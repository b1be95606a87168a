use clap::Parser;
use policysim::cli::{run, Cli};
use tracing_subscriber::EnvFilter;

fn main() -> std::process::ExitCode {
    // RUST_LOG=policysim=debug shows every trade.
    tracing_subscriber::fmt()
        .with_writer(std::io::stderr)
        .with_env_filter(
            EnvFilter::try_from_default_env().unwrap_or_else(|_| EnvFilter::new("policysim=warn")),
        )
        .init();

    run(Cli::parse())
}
---
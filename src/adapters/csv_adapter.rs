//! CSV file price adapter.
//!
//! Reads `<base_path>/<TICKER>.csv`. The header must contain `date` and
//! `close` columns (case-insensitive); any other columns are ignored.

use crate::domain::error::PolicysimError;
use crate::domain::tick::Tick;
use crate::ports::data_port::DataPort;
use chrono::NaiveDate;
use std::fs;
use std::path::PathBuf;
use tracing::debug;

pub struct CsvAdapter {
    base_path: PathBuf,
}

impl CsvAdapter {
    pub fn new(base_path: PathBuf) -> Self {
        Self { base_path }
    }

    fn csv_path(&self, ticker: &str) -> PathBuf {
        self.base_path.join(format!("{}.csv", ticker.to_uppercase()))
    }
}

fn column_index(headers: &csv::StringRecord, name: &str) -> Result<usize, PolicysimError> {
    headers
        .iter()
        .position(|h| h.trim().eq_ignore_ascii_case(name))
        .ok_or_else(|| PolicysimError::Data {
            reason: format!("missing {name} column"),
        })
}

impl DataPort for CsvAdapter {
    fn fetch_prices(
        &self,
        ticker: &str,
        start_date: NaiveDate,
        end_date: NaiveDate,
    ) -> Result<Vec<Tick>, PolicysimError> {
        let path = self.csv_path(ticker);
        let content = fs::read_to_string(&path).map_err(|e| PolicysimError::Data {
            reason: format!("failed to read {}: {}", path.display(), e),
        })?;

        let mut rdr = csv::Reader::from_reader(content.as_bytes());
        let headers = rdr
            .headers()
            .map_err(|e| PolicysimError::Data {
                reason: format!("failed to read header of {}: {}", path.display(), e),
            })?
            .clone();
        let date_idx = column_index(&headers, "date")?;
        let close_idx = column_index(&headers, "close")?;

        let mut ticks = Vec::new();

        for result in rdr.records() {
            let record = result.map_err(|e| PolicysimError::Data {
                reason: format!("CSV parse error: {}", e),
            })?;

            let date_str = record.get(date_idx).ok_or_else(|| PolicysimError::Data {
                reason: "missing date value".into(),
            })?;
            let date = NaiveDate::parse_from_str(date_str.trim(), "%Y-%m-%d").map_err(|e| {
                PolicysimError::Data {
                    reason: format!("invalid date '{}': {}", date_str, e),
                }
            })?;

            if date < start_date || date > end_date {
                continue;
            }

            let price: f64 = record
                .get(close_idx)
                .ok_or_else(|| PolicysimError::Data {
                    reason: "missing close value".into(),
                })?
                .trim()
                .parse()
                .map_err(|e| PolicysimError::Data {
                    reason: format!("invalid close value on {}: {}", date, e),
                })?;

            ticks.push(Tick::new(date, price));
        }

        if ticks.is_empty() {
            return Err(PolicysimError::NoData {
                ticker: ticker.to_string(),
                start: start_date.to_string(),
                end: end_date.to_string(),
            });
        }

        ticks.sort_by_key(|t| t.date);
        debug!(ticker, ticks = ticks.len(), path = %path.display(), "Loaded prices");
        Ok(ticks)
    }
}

## WHAT TO PRODUCE
Which lines of the data above contain "failed"? Copy each one.

## TASK SOLUTION
            reason: format!("failed to read {}: {}", path.display(), e),
                reason: format!("failed to read header of {}: {}", path.display(), e),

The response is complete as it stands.